Kiarostami na fenda entre fato e ficção
E a Vida Continua
Em 21 de junho de 1990, um terremoto de magnitude 7,7 na escala Richter atingiu a região nordeste do Irã, deixando um saldo de aproximadamente 50.000 mortos. Três dias depois, Abbas Kiarostami e um de seus dois filhos passaram um dia viajando de carro pela área devastada, em busca de informações sobre os meninos que protagonizaram o filme Onde Fica a Casa do Meu Amigo?, rodado três anos antes naquelas paragens. Cinco meses mais tarde, o cineasta começava a filmar E a Vida Continua (Zendegi va digar hich, literalmente "A vida e nada mais"), que nada mais é do que uma dramatização da sua própria viagem, agora com atores nos dois papéis (Farhad Kheradmand e o menino Buba Bayour). A ação se passa cinco dias após o abalo sísmico.
No carro desgastado do próprio Kiarostami, os atores se deslocam por estradas engarrafadas e caminhos vicinais, observando lugarejos arruinados, carros esmagados por enormes pedras, famílias desabrigadas ocupando tendas de plástico, covas a céu aberto, fendas profundas cavadas nas montanhas. Chegar à cidade de Koker requer desvios e a proverbial persistência iraniana. Os limites entre o factual e o ficcional são quase indiscerníveis, uma vez que Kiarostami – como é seu hábito – borra permanentemente a fronteira entre os dois registros e semeia ambiguidades sobre o coeficiente de realidade documental nos seus filmes.
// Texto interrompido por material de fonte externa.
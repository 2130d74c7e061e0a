//! Byte-range providers for serialized metadata.
//!
//! The table engine never reads from disk itself. It consumes a contiguous byte range that
//! holds the metadata root, supplied by one of the [`crate::file::Backend`] implementations:
//!
//! - [`crate::file::physical::Physical`] - Memory-mapped file on disk
//! - [`crate::file::memory::Memory`] - Owned in-memory buffer
//!
//! Low-level little-endian helpers shared by every parser live in [`crate::file::io`].
//!
//! # Examples
//!
//! ```rust,no_run
//! use mdstore::file::{physical::Physical, Backend};
//!
//! let source = Physical::new("metadata.bin")?;
//! let header = source.data_slice(0, 4)?;
//! assert_eq!(header, &[0x42, 0x53, 0x4A, 0x42]);
//! # Ok::<(), mdstore::Error>(())
//! ```

pub mod io;
pub mod memory;
pub mod physical;

use crate::Result;

/// Backing storage for a serialized metadata image.
///
/// Implementors hand out borrowed views of their data; all accessors are bounds-checked.
pub trait Backend: Send + Sync {
    /// Returns `len` bytes starting at `offset`.
    ///
    /// # Errors
    /// Returns [`crate::Error::OutOfBounds`] if the range exceeds the backing data.
    fn data_slice(&self, offset: usize, len: usize) -> Result<&[u8]>;

    /// Returns the complete backing data.
    fn data(&self) -> &[u8];

    /// Returns the total size of the backing data.
    fn len(&self) -> usize;

    /// Returns true if the backend holds no data.
    fn is_empty(&self) -> bool {
        self.len() == 0
    }
}

pub(crate) fn slice_checked(data: &[u8], offset: usize, len: usize) -> Result<&[u8]> {
    let Some(offset_end) = offset.checked_add(len) else {
        return Err(crate::Error::OutOfBounds);
    };

    if offset_end > data.len() {
        return Err(crate::Error::OutOfBounds);
    }

    Ok(&data[offset..offset_end])
}
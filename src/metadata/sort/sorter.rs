use crate::{
    metadata::{
        tables::{key_column, TableId, TableStore},
        token::Token,
    },
    Error, Result,
};

/// Ranges at or below this length are finished with insertion sort
const SMALL_RANGE: usize = 8;

/// Sort `(key, rid)` pairs by key, without stability.
///
/// Three-way partitioning keeps runs of equal keys out of further work, and the explicit
/// stack always defers the larger side, so depth stays logarithmic even for reverse-ordered
/// input.
pub(crate) fn quick_sort(entries: &mut [(u32, u32)]) {
    let mut stack = vec![(0usize, entries.len())];

    while let Some((low, high)) = stack.pop() {
        if high - low <= SMALL_RANGE {
            insertion_sort(&mut entries[low..high]);
            continue;
        }

        let pivot = median_of_three(entries, low, high);
        let (mut lt, mut index, mut gt) = (low, low, high);
        while index < gt {
            let key = entries[index].0;
            if key < pivot {
                entries.swap(lt, index);
                lt += 1;
                index += 1;
            } else if key > pivot {
                gt -= 1;
                entries.swap(index, gt);
            } else {
                index += 1;
            }
        }

        let left = (low, lt);
        let right = (gt, high);
        if lt - low > high - gt {
            stack.push(left);
            stack.push(right);
        } else {
            stack.push(right);
            stack.push(left);
        }
    }
}

fn median_of_three(entries: &[(u32, u32)], low: usize, high: usize) -> u32 {
    let a = entries[low].0;
    let b = entries[low + (high - low) / 2].0;
    let c = entries[high - 1].0;
    a.max(b).min(a.min(b).max(c))
}

/// Stable sort by key; equal keys keep their relative order
fn insertion_sort(entries: &mut [(u32, u32)]) {
    for index in 1..entries.len() {
        let mut position = index;
        while position > 0 && entries[position - 1].0 > entries[position].0 {
            entries.swap(position - 1, position);
            position -= 1;
        }
    }
}

/// Computes the new row order of one table from its key column
#[derive(Clone, Debug)]
pub struct TableSorter {
    entries: Vec<(u32, u32)>,
}

impl TableSorter {
    /// Prepare a sort over the keys of RIDs `1..=keys.len()`
    #[must_use]
    pub fn new(keys: Vec<u32>) -> Self {
        TableSorter {
            entries: keys.into_iter().zip(1u32..).collect(),
        }
    }

    /// Order by key; rows with equal keys end up in unspecified order
    pub fn sort(&mut self) {
        quick_sort(&mut self.entries);
    }

    /// Order by key, keeping the current order among equal keys
    pub fn stable_sort(&mut self) {
        insertion_sort(&mut self.entries);
    }

    /// Original RIDs in their new order
    pub fn order(&self) -> impl Iterator<Item = u32> + '_ {
        self.entries.iter().map(|(_, rid)| *rid)
    }

    /// True if no row changes position
    #[must_use]
    pub fn is_identity(&self) -> bool {
        self.order().zip(1u32..).all(|(old, new)| old == new)
    }
}

impl TableStore {
    /// Sort a keyed table in place by its key column and flag it as sorted
    ///
    /// Moves are not reported; use [`TableStore::sort_table`] for that.
    ///
    /// # Errors
    /// Returns [`crate::Error::InvalidArgument`] if `table` has no key column, or
    /// [`crate::Error::ReadOnly`].
    pub fn sort(&mut self, table: TableId) -> Result<()> {
        self.sort_table(table, false, false)
    }

    /// Sort a keyed table by its key column.
    ///
    /// With `stable`, rows sharing a key keep their order. With `remap`, every row that changes
    /// position is recorded in the movement map and reported to the remap listener.
    ///
    /// # Errors
    /// Returns [`crate::Error::InvalidArgument`] if `table` has no key column,
    /// [`crate::Error::ReadOnly`], or [`crate::Error::OutOfMemory`].
    pub fn sort_table(&mut self, table: TableId, stable: bool, remap: bool) -> Result<()> {
        ensure_writable!(self);
        let Some(column) = key_column(table) else {
            return Err(Error::InvalidArgument(format!("{table:?} has no key column")));
        };

        let keys = (1..=self.row_count(table))
            .map(|rid| self.get_column(table, column, rid))
            .collect::<Result<Vec<u32>>>()?;
        let mut sorter = TableSorter::new(keys);
        if stable {
            sorter.stable_sort();
        } else {
            sorter.sort();
        }

        if !sorter.is_identity() {
            let order: Vec<u32> = sorter.order().collect();
            self.reorder_rows(table, &order)?;

            if remap {
                let moves: Vec<(Token, Token)> = order
                    .iter()
                    .zip(1u32..)
                    .filter(|(old, new)| **old != *new)
                    .map(|(old, new)| {
                        (Token::from_parts(table, *old), Token::from_parts(table, new))
                    })
                    .collect();
                self.record_moves(&moves);
            }
        }

        self.set_sorted(table, true);
        self.lookups.invalidate_table(table);
        Ok(())
    }

    /// Rebuild `table` so that row `n` holds what was row `order[n - 1]`
    pub(crate) fn reorder_rows(&mut self, table: TableId, order: &[u32]) -> Result<()> {
        let row_size = self.table_def(table).row_size;
        let current = &self.tables[table.index()];

        let mut data = Vec::new();
        data.try_reserve_exact(current.bytes().len())
            .map_err(|_| Error::OutOfMemory)?;
        for rid in order {
            data.extend_from_slice(current.row(*rid)?);
        }

        self.tables[table.index()].replace(row_size, data);
        self.save_size = None;
        Ok(())
    }
}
Parte do visual catastrófico de E a Vida Continua foi ligeiramente cenografado, embora sempre a partir da conformação real. É lícito supor que os móveis e apetrechos domésticos que vemos entre as ruínas foram dispostos a fim de simular o imediato pós-catástrofe. Até o grande engarrafamento que leva os dois personagens a tomarem um caminho alternativo foi produzido especialmente para o filme. Sobreviventes do terremoto foram convidados a descrever o acontecimento e falar dos familiares que perderam, como se o desastre houvesse acontecido há cinco dias, e não há cinco meses. Outros personagens são inteiramente ficcionais, como o rapaz que driblou o luto e se casou 24 horas depois do sismo. Este viria a ser um dos plots principais do filme seguinte do diretor, Através das Oliveiras, conclusão do que a crítica batizou de Trilogia Koker. A autorreferência está na base dos dois últimos filmes da trilogia, cada um realizado a propósito do anterior.
À medida que o diretor e seu filho se afastam da rodovia asfaltada e tomam as rústicas estradas rurais, muda o panorama sonoro. O ruído de veículos e sirenes é substituído pelo silêncio, cortado apenas pelo motor do carro e, vez por outra, a música de Mozart. Uma parada do diretor e seu filho num vilarejo revela o cotidiano das pessoas comuns nas casas que restaram de pé, algumas semidestruídas ou com rachaduras ameaçadoras.
A maneira como o diretor e seu alterego dentro do filme observam a paisagem em ruínas e os sobreviventes não é sentimental, mas com um toque de fatalismo característico da visão que Kiarostami tinha da morte. Embora seja um grande travelling pelo cenário da catástrofe, E a Vida Continua lança, como sugere o título, um olhar de ternura para com quem sobreviveu. "Estar vivo é a arte mais sublime", diz um homem idoso que supostamente participou de Onde é a Casa do Amigo? e é reencontrado nessa viagem. O filme pontua o contraste entre a destruição e a continuidade, seja nos refrigerantes que o filho do cineasta insiste em comprar, seja nas pessoas empenhadas na reconstrução de suas casas e na recomposição dos bens perdidos. Ou ainda no olhar dolorido e inocente das crianças. O interesse pelos jogos da Copa do Mundo, especialmente os do Brasil, é um índice reiterado da ideia de que a vida, apesar de tudo, segue adiante.